# YOUR ASSIGNMENT
Could you copy every line of the data that contains the word "bool"?

# Saved entries
****

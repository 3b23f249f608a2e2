//! Append-only ledger of facts, provenance edges and idempotency records.
//!
//! Every write appends one framed record and then updates the in-memory
//! indexes. Opening a ledger replays the file into those indexes. A record cut
//! short by a crash at the end of the file is truncated away; damage anywhere
//! else fails the open.

use std::fs::{self, File, OpenOptions};
use std::io::{BufReader, BufWriter, ErrorKind, Seek, Write};
use std::path::{Path, PathBuf};
use std::sync::{Mutex, PoisonError};

use chrono::{DateTime, Utc};
use serde::{Deserialize, Serialize};
use tracing::{info, warn};

use crate::fact::{Fact, FactId, FactPage, FactQuery};
use crate::provenance::{NodeRef, ProvenanceEdge};
use crate::request::{IdempotencyKey, IdempotencyRecord};
use crate::storage::memory::{InMemoryFactStore, InMemoryIdempotencyStore, InMemoryProvenanceStore};
use crate::storage::{FactStore, IdempotencyStore, ProvenanceStore, StorageError};

use super::codec;
use super::file_lock::FileLock;
use super::LedgerConfig;

/// Name of the ledger file inside the ledger directory.
pub const LEDGER_FILE: &str = "facts.ledger";

/// One appended record.
#[derive(Debug, Clone, Serialize, Deserialize)]
pub struct LedgerRecord {
    /// Monotonic sequence number, starting at 1.
    pub sequence: u64,
    pub recorded_at: DateTime<Utc>,
    pub entry: LedgerEntry,
}

/// Payload of a ledger record.
#[derive(Debug, Clone, Serialize, Deserialize)]
#[serde(tag = "type", content = "data", rename_all = "snake_case")]
pub enum LedgerEntry {
    Fact(Fact),
    Edges(Vec<ProvenanceEdge>),
    Idempotency(IdempotencyRecord),
}

struct Writer {
    file: BufWriter<File>,
    sequence: u64,
}

/// What replay found.
#[derive(Debug, Clone, Copy, Default, PartialEq, Eq)]
pub struct ReplayStats {
    /// Records applied.
    pub records: u64,
    /// Bytes dropped from a torn tail.
    pub truncated_bytes: u64,
}

/// Durable fact, provenance and idempotency storage in one ledger file.
pub struct PersistentLedger {
    dir: PathBuf,
    _lock: FileLock,
    writer: Mutex<Writer>,
    sync_on_write: bool,
    facts: InMemoryFactStore,
    edges: InMemoryProvenanceStore,
    idempotency: InMemoryIdempotencyStore,
    replay: ReplayStats,
}

fn io_err(context: &str, err: &std::io::Error) -> StorageError {
    StorageError::BackendError(format!("{context}: {err}"))
}

impl PersistentLedger {
    /// Opens or creates the ledger in `dir`.
    ///
    /// # Errors
    ///
    /// - `BackendError` if the directory cannot be created or locked, or if
    ///   the ledger is corrupted before its last record.
    pub fn open(dir: &Path, config: &LedgerConfig) -> Result<Self, StorageError> {
        fs::create_dir_all(dir).map_err(|e| io_err("failed to create ledger directory", &e))?;
        let lock = FileLock::acquire(dir).map_err(|e| io_err("failed to lock ledger directory", &e))?;
        let path = dir.join(LEDGER_FILE);

        let mut ledger = Self {
            dir: dir.to_path_buf(),
            _lock: lock,
            writer: Mutex::new(Writer {
                file: BufWriter::new(Self::open_file(&path, config.sync_on_write)?),
                sequence: 0,
            }),
            sync_on_write: config.sync_on_write,
            facts: InMemoryFactStore::new(),
            edges: InMemoryProvenanceStore::new(),
            idempotency: InMemoryIdempotencyStore::new(),
            replay: ReplayStats::default(),
        };
        ledger.replay(&path)?;
        info!(
            dir = %dir.display(),
            records = ledger.replay.records,
            truncated_bytes = ledger.replay.truncated_bytes,
            "ledger opened"
        );
        Ok(ledger)
    }

    /// Directory holding the ledger.
    #[must_use]
    pub fn dir(&self) -> &Path {
        &self.dir
    }

    /// Outcome of the replay performed on open.
    #[must_use]
    pub const fn replay_stats(&self) -> ReplayStats {
        self.replay
    }

    /// Sequence number of the last record.
    #[must_use]
    pub fn sequence(&self) -> u64 {
        self.lock_writer().sequence
    }

    /// Opens the file for appending, writing the header into a new file.
    fn open_file(path: &Path, sync: bool) -> Result<File, StorageError> {
        let mut file = OpenOptions::new()
            .read(true)
            .append(true)
            .create(true)
            .open(path)
            .map_err(|e| io_err("failed to open ledger", &e))?;
        let len = file.metadata().map_err(|e| io_err("failed to stat ledger", &e))?.len();
        if len == 0 {
            codec::write_header(&mut file).map_err(|e| io_err("failed to write ledger header", &e))?;
            if sync {
                file.sync_all().map_err(|e| io_err("failed to sync ledger", &e))?;
            }
        }
        Ok(file)
    }

    fn replay(&mut self, path: &Path) -> Result<(), StorageError> {
        let file = File::open(path).map_err(|e| io_err("failed to read ledger", &e))?;
        let file_len = file.metadata().map_err(|e| io_err("failed to stat ledger", &e))?.len();
        let mut reader = BufReader::new(file);
        codec::read_header(&mut reader).map_err(|e| io_err("invalid ledger header", &e))?;

        let mut good_end = codec::HEADER_LEN;
        let mut sequence = 0;
        let mut records = 0;
        while good_end < file_len {
            match codec::decode::<LedgerRecord>(&mut reader) {
                Ok(record) => {
                    sequence = record.sequence;
                    self.apply(record.entry)?;
                    records += 1;
                    good_end = reader
                        .stream_position()
                        .map_err(|e| io_err("failed to read ledger", &e))?;
                }
                Err(e) => {
                    let at = reader.stream_position().unwrap_or(file_len);
                    // Only the final record may be damaged by an interrupted append.
                    let torn = e.kind() == ErrorKind::UnexpectedEof || at >= file_len;
                    if !torn {
                        return Err(StorageError::BackendError(format!(
                            "ledger corrupted after record {sequence}: {e}"
                        )));
                    }
                    warn!(
                        sequence,
                        offset = good_end,
                        dropped = file_len - good_end,
                        error = %e,
                        "truncating torn ledger tail"
                    );
                    let file = OpenOptions::new()
                        .write(true)
                        .open(path)
                        .map_err(|e| io_err("failed to open ledger for repair", &e))?;
                    file.set_len(good_end)
                        .map_err(|e| io_err("failed to truncate ledger", &e))?;
                    file.sync_all().map_err(|e| io_err("failed to sync ledger", &e))?;
                    self.replay.truncated_bytes = file_len - good_end;
                    break;
                }
            }
        }

        self.replay.records = records;
        self.writer.get_mut().unwrap_or_else(PoisonError::into_inner).sequence = sequence;
        Ok(())
    }

    fn apply(&self, entry: LedgerEntry) -> Result<(), StorageError> {
        match entry {
            LedgerEntry::Fact(fact) => match self.facts.put(fact) {
                Ok(()) | Err(StorageError::DuplicateKey(_)) => Ok(()),
                Err(e) => Err(e),
            },
            LedgerEntry::Edges(edges) => self.edges.insert_edges(edges).map(|_| ()),
            LedgerEntry::Idempotency(record) => self.idempotency.insert_if_absent(record).map(|_| ()),
        }
    }

    /// Appends a record. Callers hold the writer lock so the check that
    /// precedes an append and the append itself are atomic.
    fn append(&self, writer: &mut Writer, entry: &LedgerEntry) -> Result<(), StorageError> {
        let record = LedgerRecord {
            sequence: writer.sequence + 1,
            recorded_at: Utc::now(),
            entry: entry.clone(),
        };
        let bytes = codec::encode(&record).map_err(|e| StorageError::SerializationError(e.to_string()))?;
        writer
            .file
            .write_all(&bytes)
            .and_then(|()| writer.file.flush())
            .map_err(|e| io_err("ledger append failed", &e))?;
        if self.sync_on_write {
            writer
                .file
                .get_ref()
                .sync_data()
                .map_err(|e| io_err("ledger sync failed", &e))?;
        }
        writer.sequence = record.sequence;
        Ok(())
    }

    fn lock_writer(&self) -> std::sync::MutexGuard<'_, Writer> {
        self.writer.lock().unwrap_or_else(PoisonError::into_inner)
    }
}

impl FactStore for PersistentLedger {
    fn put(&self, fact: Fact) -> Result<(), StorageError> {
        let mut writer = self.lock_writer();
        if self.facts.get(fact.id)?.is_some() {
            return Err(StorageError::DuplicateKey(fact.id.to_string()));
        }
        let entry = LedgerEntry::Fact(fact);
        self.append(&mut writer, &entry)?;
        self.apply(entry)
    }

    fn get(&self, id: FactId) -> Result<Option<Fact>, StorageError> {
        self.facts.get(id)
    }

    fn query(&self, query: &FactQuery) -> Result<FactPage, StorageError> {
        self.facts.query(query)
    }

    fn count(&self) -> Result<usize, StorageError> {
        self.facts.count()
    }
}

impl ProvenanceStore for PersistentLedger {
    fn insert_edges(&self, edges: Vec<ProvenanceEdge>) -> Result<usize, StorageError> {
        let mut writer = self.lock_writer();
        let mut fresh = Vec::with_capacity(edges.len());
        for edge in edges {
            let known = self.edges.edges_from(&edge.src)?.iter().any(|e| e.id == edge.id)
                || fresh.iter().any(|e: &ProvenanceEdge| e.id == edge.id);
            if !known {
                fresh.push(edge);
            }
        }
        if fresh.is_empty() {
            return Ok(0);
        }
        self.append(&mut writer, &LedgerEntry::Edges(fresh.clone()))?;
        self.edges.insert_edges(fresh)
    }

    fn edges_from(&self, node: &NodeRef) -> Result<Vec<ProvenanceEdge>, StorageError> {
        self.edges.edges_from(node)
    }

    fn edges_to(&self, node: &NodeRef) -> Result<Vec<ProvenanceEdge>, StorageError> {
        self.edges.edges_to(node)
    }
}

impl IdempotencyStore for PersistentLedger {
    fn get(&self, key: &IdempotencyKey) -> Result<Option<IdempotencyRecord>, StorageError> {
        self.idempotency.get(key)
    }

    fn insert_if_absent(&self, record: IdempotencyRecord) -> Result<Option<IdempotencyRecord>, StorageError> {
        let mut writer = self.lock_writer();
        if let Some(existing) = self.idempotency.get(&record.key)? {
            return Ok(Some(existing));
        }
        let entry = LedgerEntry::Idempotency(record);
        self.append(&mut writer, &entry)?;
        self.apply(entry)?;
        Ok(None)
    }
}

#[cfg(test)]
mod tests {
    use super::*;

    use chrono::NaiveDate;
    use tempfile::tempdir;

    use crate::decimal::{Quantity, Unit};
    use crate::provenance::Relation;
    use crate::request::ClientData;
    use crate::rule::{RuleVersionRef, Topic};
    use crate::ruleset::RulesetId;
    use crate::scenario::ScenarioId;

    fn fact(amount: i64) -> Fact {
        let ruleset_id = RulesetId::parse("ruleset-20240701").unwrap();
        let as_of = NaiveDate::from_ymd_opt(2024, 7, 1).unwrap();
        let scenario_id = ScenarioId::base();
        let inputs_hash = ClientData::new()
            .with("salary", Quantity::from_int(amount, Unit::Dollars))
            .inputs_hash()
            .unwrap();
        let topic = Topic::new("pit.income_tax");
        Fact {
            id: FactId::derive(&ruleset_id, as_of, &scenario_id, &inputs_hash, &topic),
            topic,
            value: Quantity::from_int(amount / 5, Unit::Dollars),
            ruleset_id,
            as_of,
            scenario_id,
            inputs_hash,
            rules: vec![RuleVersionRef::new("pit.brackets", 1)],
            rounding_steps: Vec::new(),
            created_at: Utc::now(),
        }
    }

    fn config() -> LedgerConfig {
        LedgerConfig { sync_on_write: false }
    }

    #[test]
    fn test_reopen_restores_everything() {
        let dir = tempdir().unwrap();
        let stored = fact(100_000);
        let edge = ProvenanceEdge::new(
            NodeRef::Fact { id: stored.id },
            NodeRef::Rule {
                ruleset_id: stored.ruleset_id.clone(),
                rule_id: "pit.brackets".to_string(),
                version: 1,
            },
            Relation::ComputedBy,
            None,
        );
        {
            let ledger = PersistentLedger::open(dir.path(), &config()).unwrap();
            ledger.put(stored.clone()).unwrap();
            assert_eq!(ledger.insert_edges(vec![edge.clone(), edge.clone()]).unwrap(), 1);
            assert_eq!(ledger.insert_edges(vec![edge.clone()]).unwrap(), 0);
            ledger
                .insert_if_absent(IdempotencyRecord {
                    key: IdempotencyKey::new("k"),
                    fingerprint: IdempotencyKey::new("f"),
                    fact_ids: vec![stored.id],
                    recorded_at: Utc::now(),
                })
                .unwrap();
            assert_eq!(ledger.sequence(), 3);
        }

        let ledger = PersistentLedger::open(dir.path(), &config()).unwrap();
        assert_eq!(ledger.replay_stats().records, 3);
        assert_eq!(FactStore::get(&ledger, stored.id).unwrap(), Some(stored.clone()));
        assert_eq!(ledger.edges_from(&NodeRef::Fact { id: stored.id }).unwrap(), vec![edge]);
        assert!(IdempotencyStore::get(&ledger, &IdempotencyKey::new("k")).unwrap().is_some());
        assert!(matches!(ledger.put(stored), Err(StorageError::DuplicateKey(_))));
    }

    #[test]
    fn test_torn_tail_is_truncated() {
        let dir = tempdir().unwrap();
        {
            let ledger = PersistentLedger::open(dir.path(), &config()).unwrap();
            ledger.put(fact(1)).unwrap();
            ledger.put(fact(2)).unwrap();
        }
        let path = dir.path().join(LEDGER_FILE);
        let len = fs::metadata(&path).unwrap().len();
        OpenOptions::new().write(true).open(&path).unwrap().set_len(len - 3).unwrap();

        let ledger = PersistentLedger::open(dir.path(), &config()).unwrap();
        assert_eq!(ledger.replay_stats().records, 1);
        assert!(ledger.replay_stats().truncated_bytes > 0);
        assert_eq!(ledger.count().unwrap(), 1);

        ledger.put(fact(3)).unwrap();
        assert_eq!(ledger.sequence(), 2);
    }

    #[test]
    fn test_second_open_is_locked_out() {
        let dir = tempdir().unwrap();
        let _first = PersistentLedger::open(dir.path(), &config()).unwrap();
        let Err(err) = PersistentLedger::open(dir.path(), &config()) else {
            panic!("expected lock failure");
        };
        assert!(err.to_string().contains("lock"));
    }
}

****

# EXERCISE ANSWER
    sync_on_write: bool,
    fn open_file(path: &Path, sync: bool) -> Result<File, StorageError> {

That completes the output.